Question

The international rice research institute in the Philippines conducted a study of the relationship between and the yield of rice and the amount of nitrogen fertilizer used when growing the rice. A number of small plots of land (all the same size) were used in the study with varying amounts of fertilizer from one plot to the next.

When the rice is harvested, the yield (in ounces of rice) was measured and related to the amount (in ounces) of nitrogen applied.

The correlation between rice yield and nitrogen was R=0.95. A linear regression analysis with X=nitrogen Y= rice yield.
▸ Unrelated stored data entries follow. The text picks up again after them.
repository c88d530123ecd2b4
// Copyright (C) 2026 Fred Clausen
// Use of this source code is governed by an MIT-style
// license that can be found in the LICENSE file or at
// https://opensource.org/licenses/MIT.

use admit_domain::TicketStatus;
use std::time::Duration;

/// Default number of identifiers tried per ticket before a batch fails.
pub const DEFAULT_MAX_IDENTIFIER_ATTEMPTS: u32 = 5;

/// Default ceiling on tickets per issuance batch.
pub const DEFAULT_MAX_BATCH_SIZE: u32 = 500;

/// Default request deadline.
pub const DEFAULT_REQUEST_TIMEOUT: Duration = Duration::from_secs(5);

/// Engine tuning shared by every request.
#[derive(Debug, Clone, PartialEq, Eq)]
pub struct EngineConfig {
    /// Issue tickets as `Pending` and require an explicit confirmation.
    pub deferred_confirmation: bool,
    /// Identifier attempts per ticket. Zero is treated as one.
    pub max_identifier_attempts: u32,
    pub max_batch_size: u32,
    /// Budget for a whole request.
    pub request_timeout: Duration,
    /// Fresh budget for undoing a failed batch.
    pub rollback_timeout: Duration,
}

impl Default for EngineConfig {
    fn default() -> Self {
        Self {
            deferred_confirmation: false,
            max_identifier_attempts: DEFAULT_MAX_IDENTIFIER_ATTEMPTS,
            max_batch_size: DEFAULT_MAX_BATCH_SIZE,
            request_timeout: DEFAULT_REQUEST_TIMEOUT,
            rollback_timeout: DEFAULT_REQUEST_TIMEOUT,
        }
    }
}

impl EngineConfig {
    /// Status newly issued tickets start in.
    #[must_use]
    pub const fn initial_status(&self) -> TicketStatus {
        if self.deferred_confirmation {
            TicketStatus::Pending
        } else {
            TicketStatus::Valid
        }
    }

    #[must_use]
    pub const fn identifier_attempts(&self) -> u32 {
        if self.max_identifier_attempts == 0 {
            1
        } else {
            self.max_identifier_attempts
        }
    }
}
// Copyright (C) 2026 Fred Clausen
// Use of this source code is governed by an MIT-style
// license that can be found in the LICENSE file or at
// https://opensource.org/licenses/MIT.

use crate::config::EngineConfig;
use crate::deadline::Deadline;
use crate::error::CoreError;
use crate::events::EventAdministrator;
use crate::issuance::{IssuanceBatch, IssuanceCoordinator};
use crate::lifecycle::{CancelOutcome, ConfirmOutcome, LifecycleManager};
use crate::repository::{StatusTransitionRecord, TicketRepository};
use crate::scan::{ScanValidator, ValidationOutcome};
use admit_domain::{
    EntropySource, Event, EventStatus, GateId, HolderInfo, OsEntropy, Ticket, TicketId,
    TicketIdGenerator,
};
use std::sync::Arc;

/// The ticketing engine.
///
/// Owns no mutable state of its own; everything shared between requests
/// lives in the repository. Each call gets a deadline of
/// [`EngineConfig::request_timeout`].
pub struct TicketEngine<E = OsEntropy> {
    config: EngineConfig,
    repository: Arc<dyn TicketRepository>,
    lifecycle: LifecycleManager,
    issuance: IssuanceCoordinator<E>,
    scans: ScanValidator,
    events: EventAdministrator,
}

impl TicketEngine<OsEntropy> {
    /// Creates an engine drawing identifiers from the operating system.
    #[must_use]
    pub fn new(repository: Arc<dyn TicketRepository>, config: EngineConfig) -> Self {
        Self::with_generator(repository, TicketIdGenerator::new(), config)
    }
}

impl<E: EntropySource> TicketEngine<E> {
    #[must_use]
    pub fn with_generator(
        repository: Arc<dyn TicketRepository>,
        generator: TicketIdGenerator<E>,
        config: EngineConfig,
    ) -> Self {
        Self {
            lifecycle: LifecycleManager::new(Arc::clone(&repository)),
            issuance: IssuanceCoordinator::new(Arc::clone(&repository), generator, config.clone()),
            scans: ScanValidator::new(Arc::clone(&repository)),
            events: EventAdministrator::new(Arc::clone(&repository)),
            repository,
            config,
        }
    }

    #[must_use]
    pub const fn config(&self) -> &EngineConfig {
        &self.config
    }

    /// A fresh deadline for one request.
    #[must_use]
    pub fn deadline(&self) -> Deadline {
        Deadline::after(self.config.request_timeout)
    }

    /// See [`IssuanceCoordinator::issue`].
    ///
    /// # Errors
    ///
    /// Returns an error if the batch is invalid, does not fit, or fails and
    /// is rolled back.
    pub async fn issue(&self, batch: &IssuanceBatch) -> Result<Vec<Ticket>, CoreError> {
        self.issuance.issue(batch, self.deadline()).await
    }

    /// # Errors
    ///
    /// See [`LifecycleManager::confirm`].
    pub async fn confirm(&self, ticket_id: &TicketId) -> Result<ConfirmOutcome, CoreError> {
        self.lifecycle.confirm(ticket_id, self.deadline()).await
    }

    /// # Errors
    ///
    /// See [`LifecycleManager::cancel`].
    pub async fn cancel(&self, ticket_id: &TicketId) -> Result<CancelOutcome, CoreError> {
        self.lifecycle.cancel(ticket_id, self.deadline()).await
    }

    /// # Errors
    ///
    /// See [`ScanValidator::validate`].
    pub async fn validate_scan(
        &self,
        code: &str,
        gate: &GateId,
    ) -> Result<ValidationOutcome, CoreError> {
        self.scans.validate(code, gate, self.deadline()).await
    }

    /// # Errors
    ///
    /// See [`LifecycleManager::update_holder`].
    pub async fn update_holder(
        &self,
        ticket_id: &TicketId,
        holder: &HolderInfo,
    ) -> Result<Ticket, CoreError> {
        self.lifecycle
            .update_holder(ticket_id, holder, self.deadline())
            .await
    }

    /// # Errors
    ///
    /// Returns `CoreError::TicketNotFound` if no such ticket exists.
    pub async fn get_ticket(&self, ticket_id: &TicketId) -> Result<Ticket, CoreError> {
        self.lifecycle.get(ticket_id, self.deadline()).await
    }

    /// Tickets of an event in creation order.
    ///
    /// # Errors
    ///
    /// Returns `CoreError::EventNotFound` if the event does not exist.
    pub async fn list_tickets(&self, event_id: i64) -> Result<Vec<Ticket>, CoreError> {
        let deadline: Deadline = self.deadline();
        self.events.get(event_id, deadline).await?;
        deadline
            .run("list_tickets", self.repository.list_tickets(event_id))
            .await
    }

    /// # Errors
    ///
    /// Returns `CoreError::TicketNotFound` if no such ticket exists.
    pub async fn ticket_history(
        &self,
        ticket_id: &TicketId,
    ) -> Result<Vec<StatusTransitionRecord>, CoreError> {
        self.lifecycle.history(ticket_id, self.deadline()).await
    }

    /// # Errors
    ///
    /// See [`EventAdministrator::create`].
    pub async fn create_event(&self, name: &str, capacity: u32) -> Result<Event, CoreError> {
        self.events.create(name, capacity, self.deadline()).await
    }

    /// # Errors
    ///
    /// See [`EventAdministrator::transition`].
    pub async fn transition_event(
        &self,
        event_id: i64,
        target: EventStatus,
    ) -> Result<Event, CoreError> {
        self.events
            .transition(event_id, target, self.deadline())
            .await
    }

    /// # Errors
    ///
    /// See [`EventAdministrator::set_capacity`].
    pub async fn set_event_capacity(
        &self,
        event_id: i64,
        capacity: u32,
    ) -> Result<Event, CoreError> {
        self.events
            .set_capacity(event_id, capacity, self.deadline())
            .await
    }

    /// # Errors
    ///
    /// Returns `CoreError::EventNotFound` if the event does not exist.
    pub async fn get_event(&self, event_id: i64) -> Result<Event, CoreError> {
        self.events.get(event_id, self.deadline()).await
    }

    /// # Errors
    ///
    /// Returns an error if storage fails.
    pub async fn list_events(&self) -> Result<Vec<Event>, CoreError> {
        self.events.list(self.deadline()).await
    }
}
Regression line y=240+20x

1. How much rice would we expect an unfertilized plot to produce?

2. By how much would we expect the rice yield to increase for each extra ounce of nitrogen fertilizer used?

3. For the plot that received 8 ounces of nitrogen, the observed rice yield y did not lie exactly on the regression line. The error for this observation was 12. What must be the value for the observed rice yield y?
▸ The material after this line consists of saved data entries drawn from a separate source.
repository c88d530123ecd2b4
// Copyright (C) 2026 Fred Clausen
// Use of this source code is governed by an MIT-style
// license that can be found in the LICENSE file or at
// https://opensource.org/licenses/MIT.

#![allow(clippy::expect_used, clippy::unwrap_used)]

mod helpers;
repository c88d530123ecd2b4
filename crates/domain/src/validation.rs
// Copyright (C) 2026 Fred Clausen
// Use of this source code is governed by an MIT-style
// license that can be found in the LICENSE file or at
// https://opensource.org/licenses/MIT.

use crate::error::DomainError;
use crate::types::{HolderInfo, MAX_HOLDER_FIELD_LEN};

/// Validates that a holder's field constraints are met.
///
/// # Arguments
///
/// * `holder` - The holder details to validate
///
/// # Errors
///
/// Returns an error if:
/// - The name is empty or longer than the field limit
/// - The contact is empty or longer than the field limit
pub fn validate_holder(holder: &HolderInfo) -> Result<(), DomainError> {
    // Rule: name must not be empty
    if holder.name.is_empty() {
        return Err(DomainError::InvalidHolderName(String::from(
            "Name cannot be empty",
        )));
    }
    if holder.name.chars().count() > MAX_HOLDER_FIELD_LEN {
        return Err(DomainError::InvalidHolderName(format!(
            "Name cannot exceed {MAX_HOLDER_FIELD_LEN} characters"
        )));
    }

    // Rule: contact must not be empty
    if holder.contact.is_empty() {
        return Err(DomainError::InvalidHolderContact(String::from(
            "Contact cannot be empty",
        )));
    }
    if holder.contact.chars().count() > MAX_HOLDER_FIELD_LEN {
        return Err(DomainError::InvalidHolderContact(format!(
            "Contact cannot exceed {MAX_HOLDER_FIELD_LEN} characters"
        )));
    }

    Ok(())
}

/// Validates the size of an issuance batch.
///
/// # Arguments
///
/// * `quantity` - Number of tickets requested
/// * `max` - Largest batch the deployment accepts
///
/// # Errors
///
/// Returns `DomainError::InvalidQuantity` if `quantity` is zero or above `max`.
pub const fn validate_quantity(quantity: u32, max: u32) -> Result<(), DomainError> {
    if quantity == 0 || quantity > max {
        return Err(DomainError::InvalidQuantity { quantity, max });
    }
    Ok(())
}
4. What proportion os the variation in rice yield is due to the relationship with nitrogen fertilizer?

Answer 1

Solution:

The regression equation is, y = 240 + 20x

1) We want to obtain the expected yield from an unfertilized plot.
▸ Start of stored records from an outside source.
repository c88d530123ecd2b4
// Copyright (C) 2026 Fred Clausen
// Use of this source code is governed by an MIT-style
// license that can be found in the LICENSE file or at
// https://opensource.org/licenses/MIT.

use std::collections::HashSet;
use std::sync::Arc;

use crate::{
    DomainError, EntropySource, TICKET_ID_LEN, TicketId, TicketIdGenerator, decode_scan_code,
    qr_payload,
};

struct FailingEntropy;

impl EntropySource for FailingEntropy {
    fn fill(&self, _dest: &mut [u8]) -> Result<(), String> {
        Err(String::from("entropy pool closed"))
    }
}

struct ZeroEntropy;

impl EntropySource for ZeroEntropy {
    fn fill(&self, dest: &mut [u8]) -> Result<(), String> {
        dest.fill(0);
        Ok(())
    }
}

#[test]
fn test_generated_ids_have_fixed_length_and_alphabet() {
    let generator = TicketIdGenerator::new();
    for _ in 0..100 {
        let id: TicketId = generator.generate().unwrap();
        assert_eq!(id.as_str().len(), TICKET_ID_LEN);
        assert!(TicketId::parse(id.as_str()).is_ok());
        assert!(
            !id.as_str().contains(['I', 'L', 'O', 'U']),
            "{id} contains an excluded symbol"
        );
    }
}

#[test]
fn test_generated_ids_are_distinct() {
    let generator = TicketIdGenerator::new();
    let ids: HashSet<TicketId> = (0..10_000).map(|_| generator.generate().unwrap()).collect();
    assert_eq!(ids.len(), 10_000);
}

#[test]
fn test_generator_shared_across_threads() {
    let generator = Arc::new(TicketIdGenerator::new());
    let handles: Vec<_> = (0..8)
        .map(|_| {
            let generator = Arc::clone(&generator);
            std::thread::spawn(move || {
                (0..500)
                    .map(|_| generator.generate().unwrap())
                    .collect::<Vec<_>>()
            })
        })
        .collect();

    let mut all: HashSet<TicketId> = HashSet::new();
    for handle in handles {
        for id in handle.join().unwrap() {
            assert!(all.insert(id));
        }
    }
    assert_eq!(all.len(), 4_000);
}

#[test]
fn test_entropy_failure_is_reported() {
    let generator = TicketIdGenerator::with_entropy(FailingEntropy);
    assert_eq!(
        generator.generate(),
        Err(DomainError::GenerationUnavailable(String::from(
            "entropy pool closed"
        )))
    );
}

#[test]
fn test_generation_is_a_pure_function_of_entropy() {
    let generator = TicketIdGenerator::with_entropy(ZeroEntropy);
    assert_eq!(generator.generate().unwrap().as_str(), "0000000000000000");
    assert_eq!(generator.generate(), generator.generate());
}

#[test]
fn test_parse_normalizes_case_and_look_alikes() {
    let id = TicketId::parse("abcdefghjkmnpqrs").unwrap();
    assert_eq!(id.as_str(), "ABCDEFGHJKMNPQRS");

    let id = TicketId::parse(" o1il0000AAAABBBB ").unwrap();
    assert_eq!(id.as_str(), "01110000AAAABBBB");
}

#[test]
fn test_parse_rejects_bad_length_and_symbols() {
    assert!(matches!(
        TicketId::parse("ABC"),
        Err(DomainError::InvalidTicketId(_))
    ));
    assert!(matches!(
        TicketId::parse("ABCDEFGHJKMNPQRU"),
        Err(DomainError::InvalidTicketId(_))
    ));
    assert!(matches!(
        TicketId::parse("ABCDEFGHJKMNPQR-"),
        Err(DomainError::InvalidTicketId(_))
    ));
}

#[test]
fn test_qr_payload_is_deterministic() {
    let id = TicketId::parse("7K3M9QXW2B4N6P8R").unwrap();
    let first = qr_payload(42, &id);
    let second = qr_payload(42, &id);
    assert_eq!(first, second);
    assert!(first.starts_with("ADMIT1.42.7K3M9QXW2B4N6P8R."));
    assert_ne!(first, qr_payload(43, &id));
}

#[test]
fn test_decode_full_payload() {
    let id = TicketId::parse("7K3M9QXW2B4N6P8R").unwrap();
    let payload = qr_payload(42, &id);

    let decoded = decode_scan_code(&payload).unwrap();
    assert_eq!(decoded.ticket_id, id);
    assert_eq!(decoded.event_id, Some(42));

    let decoded = decode_scan_code(&payload.to_lowercase()).unwrap();
    assert_eq!(decoded.ticket_id, id);
}

#[test]
fn test_decode_bare_identifier() {
    let decoded = decode_scan_code("7k3m9qxw2b4n6p8r").unwrap();
    assert_eq!(decoded.ticket_id.as_str(), "7K3M9QXW2B4N6P8R");
    assert_eq!(decoded.event_id, None);
}

#[test]
fn test_decode_rejects_tampered_payload() {
    let id = TicketId::parse("7K3M9QXW2B4N6P8R").unwrap();
    let payload = qr_payload(42, &id);
    let tampered = payload.replacen(".42.", ".41.", 1);

    assert_eq!(
        decode_scan_code(&tampered),
        Err(DomainError::MalformedCode(String::from("Checksum mismatch")))
    );
}

#[test]
fn test_decode_rejects_garbage() {
    for code in [
        "",
        "   ",
        "hello",
        "ADMIT1.42.7K3M9QXW2B4N6P8R",
        "ADMIT1.x.7K3M9QXW2B4N6P8R.00",
        "ADMIT2.42.7K3M9QXW2B4N6P8R.00",
        "https://example.com/t/7K3M9QXW2B4N6P8R",
    ] {
        assert!(
            matches!(decode_scan_code(code), Err(DomainError::MalformedCode(_))),
            "{code:?} should be malformed"
        );
    }
}

#[test]
fn test_ticket_id_serde_validates() {
    let id: TicketId = serde_json::from_str("\"7k3m9qxw2b4n6p8r\"").unwrap();
    assert_eq!(id.as_str(), "7K3M9QXW2B4N6P8R");
    assert!(serde_json::from_str::<TicketId>("\"short\"").is_err());
}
The plot is unfertilized means X = 0, and we want to estimate Y when x = 0.

When X = 0, then y = 240

Hence, we expect an unfertilized plot to produce 240 ounces of rice.

2) Slope of regression equation is 20.

Hence, we would expect the rice yield to increase by 20 ounces for each extra ounce of nitrogen fertilizer used.

3) Error for an observation is obtained as follows :

Error = observed value - Predicted value

When the plot that received 8 ounces of nitrogen (i.e. when x = 8), the predicted value of y is,

y = 240 + (20×8)

y = 400

We have, error = 12

Hence, 12 = observed value - 400

Observed value = 400 + 12 = 412

The value for the observed rice yield y is 412.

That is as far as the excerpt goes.